Industry News

Five Times More Likely to Get Malware without AV

Computers with no antivirus are five times more likely to get infected with malware than those with protection, according to Microsoft. In the first quarter of 2012, the company found malicious e-mail attachments on almost 3 million computers and detected 7 million Keygens. The activation key generators that users install with “free” software, movies or games often come loaded with malware.

Five Times More Likely to Get Malware without AVMost users don’t have antivirus because the trial period has expired, the software is out of date or it was disabled by malware.
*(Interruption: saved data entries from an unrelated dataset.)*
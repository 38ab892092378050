//! Top-hits data model
//!
//! [`TopHitsPartial`] is what one shard returns for a top-hits request.
//! [`TopHitsMerged`] is the output of reducing many partials. Both carry the
//! request window (`from`, `size`) and the shared sort declaration so that
//! merged results can be fed back into another reduction.

use std::collections::BTreeMap;
use std::io::Read;

use serde::{Deserialize, Serialize};

use crate::error::ReduceResult;
use crate::sort::{SortField, SortValue};

/// Document payload returned alongside the ranking key.
#[derive(Debug, Clone, Default, PartialEq, Serialize, Deserialize)]
pub struct HitPayload {
    /// External document id
    pub id: String,
    /// Retrieved field values
    #[serde(skip_serializing_if = "BTreeMap::is_empty", default)]
    pub fields: BTreeMap<String, serde_json::Value>,
}

impl HitPayload {
    #[must_use]
    pub fn new(id: impl Into<String>) -> Self {
        Self {
            id: id.into(),
            fields: BTreeMap::new(),
        }
    }

    #[must_use]
    pub fn with_field(mut self, name: impl Into<String>, value: serde_json::Value) -> Self {
        self.fields.insert(name.into(), value);
        self
    }
}

/// One scored document as returned by a shard.
#[derive(Debug, Clone, PartialEq, Serialize, Deserialize)]
pub struct TopHit {
    /// Shard-local document number
    pub doc_id: i32,
    /// Relevance score
    pub score: f32,
    /// One value per declared sort field; empty for score-only ranking
    #[serde(skip_serializing_if = "Vec::is_empty", default)]
    pub sort_values: Vec<SortValue>,
    #[serde(default)]
    pub payload: HitPayload,
    /// Position of the originating partial in the reduction that ranked this hit
    #[serde(skip_serializing_if = "Option::is_none", default)]
    pub shard_index: Option<u32>,
}

impl TopHit {
    #[must_use]
    pub fn new(doc_id: i32, score: f32) -> Self {
        Self {
            doc_id,
            score,
            sort_values: Vec::new(),
            payload: HitPayload::default(),
            shard_index: None,
        }
    }

    #[must_use]
    pub fn with_sort_values(mut self, sort_values: Vec<SortValue>) -> Self {
        self.sort_values = sort_values;
        self
    }

    #[must_use]
    pub fn with_payload(mut self, payload: HitPayload) -> Self {
        self.payload = payload;
        self
    }
}

/// A shard's answer to a top-hits request.
#[derive(Debug, Clone, PartialEq, Serialize, Deserialize)]
pub struct TopHitsPartial {
    /// Number of leading hits to skip in the final result
    #[serde(default)]
    pub from: usize,
    /// Requested number of hits
    pub size: usize,
    /// Sort declaration; empty means ranked by score
    #[serde(skip_serializing_if = "Vec::is_empty", default)]
    pub sort: Vec<SortField>,
    /// Hits ranked by the shard
    #[serde(default)]
    pub hits: Vec<TopHit>,
    /// Number of documents the shard matched
    pub total_hits: u64,
    /// Highest score seen by the shard (`None` when it matched nothing)
    #[serde(default)]
    pub max_score: Option<f32>,
}

impl TopHitsPartial {
    /// Empty score-ranked partial for a `size`-hit request.
    #[must_use]
    pub const fn new(size: usize) -> Self {
        Self {
            from: 0,
            size,
            sort: Vec::new(),
            hits: Vec::new(),
            total_hits: 0,
            max_score: None,
        }
    }

    /// Partial holding `hits`, with `max_score` derived from them.
    #[must_use]
    pub fn from_hits(size: usize, hits: Vec<TopHit>, total_hits: u64) -> Self {
        let max_score = hits
            .iter()
            .map(|h| h.score)
            .fold(None::<f32>, |acc, s| Some(acc.map_or(s, |a| a.max(s))));
        Self {
            hits,
            total_hits,
            max_score,
            ..Self::new(size)
        }
    }

    #[must_use]
    pub fn with_sort(mut self, sort: Vec<SortField>) -> Self {
        self.sort = sort;
        self
    }

    #[must_use]
    pub fn with_from(mut self, from: usize) -> Self {
        self.from = from;
        self
    }

    /// Whether hits are ranked by sort fields rather than score.
    #[must_use]
    pub fn is_sorted_by_fields(&self) -> bool {
        !self.sort.is_empty()
    }

    /// Number of hits a shard needs to return for the window to be exact.
    #[must_use]
    pub const fn window_len(&self) -> usize {
        self.from.saturating_add(self.size)
    }
}

/// Bookkeeping for one reduction stage.
#[derive(Debug, Clone, Copy, Default, PartialEq, Eq, Serialize, Deserialize)]
pub struct ReduceStats {
    /// Partials consumed
    pub partials: usize,
    /// Hits considered for ranking
    pub candidates: usize,
    /// Hits kept in the result
    pub returned: usize,
}

/// The globally ranked result of reducing shard partials.
#[derive(Debug, Clone, PartialEq, Serialize, Deserialize)]
pub struct TopHitsMerged {
    pub from: usize,
    pub size: usize,
    #[serde(skip_serializing_if = "Vec::is_empty", default)]
    pub sort: Vec<SortField>,
    /// Globally ranked hits, at most `size`
    pub hits: Vec<TopHit>,
    /// Sum of every partial's `total_hits`
    pub total_hits: u64,
    /// Maximum of every partial's `max_score`
    pub max_score: Option<f32>,
    #[serde(default)]
    pub stats: ReduceStats,
}

impl TopHitsMerged {
    /// Turn this result into a partial for a further reduction stage.
    ///
    /// Shard tags are cleared; the next stage assigns its own. `from` is kept
    /// as is, so the next stage skips it again. Only feed back results that
    /// still hold the leading `from` hits (the intermediate stages of
    /// [`reduce_tree`](crate::reduce::TopHitsReducer::reduce_tree)); a result
    /// of [`reduce`](crate::reduce::TopHitsReducer::reduce) with `from > 0`
    /// has already dropped them.
    #[must_use]
    pub fn into_partial(self) -> TopHitsPartial {
        let hits = self
            .hits
            .into_iter()
            .map(|mut hit| {
                hit.shard_index = None;
                hit
            })
            .collect();
        TopHitsPartial {
            from: self.from,
            size: self.size,
            sort: self.sort,
            hits,
            total_hits: self.total_hits,
            max_score: self.max_score,
        }
    }

    /// Payload ids in rank order.
    #[must_use]
    pub fn hit_ids(&self) -> Vec<&str> {
        self.hits.iter().map(|h| h.payload.id.as_str()).collect()
    }
}

/// Read a JSON array of partials, as shards hand them to a coordinator.
///
/// # Errors
/// [`ReduceError::Io`](crate::error::ReduceError::Io) when `reader` fails,
/// [`ReduceError::Serialization`](crate::error::ReduceError::Serialization)
/// when the text is not an array of partials.
pub fn read_partials<R: Read>(mut reader: R) -> ReduceResult<Vec<TopHitsPartial>> {
    let mut text = String::new();
    reader.read_to_string(&mut text)?;
    Ok(serde_json::from_str(&text)?)
}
Some may also not realize the importance of antivirus so they don’t install it in the first place.

“An antivirus or antimalware product that offers real-time protection is one of the most crucial defenses a computer user has against these and other malware distribution tactics,” Microsoft representatives said. “Unfortunately, many computers are not protected by real-time antimalware software, either because no such software has been installed, because it has expired, or because it has been disabled intentionally by the user or secretly by malware.”

The Security Intelligence Report also showed Conficker and Autorun worm infections are declining, but web attacks are on the rise. Infections with the two major worms dropped more than a third compared with the figures from 2011.

“In the last quarter of 2012, a person in the enterprise was more likely to encounter attacks through the Web than any of the network worms,” Microsoft senior program manager Holly Stewart told eWEEK.

The paper also showed Blackhole exploits were most common. Six of the top 10 exploits detected in 2012 were components of this exploit kit.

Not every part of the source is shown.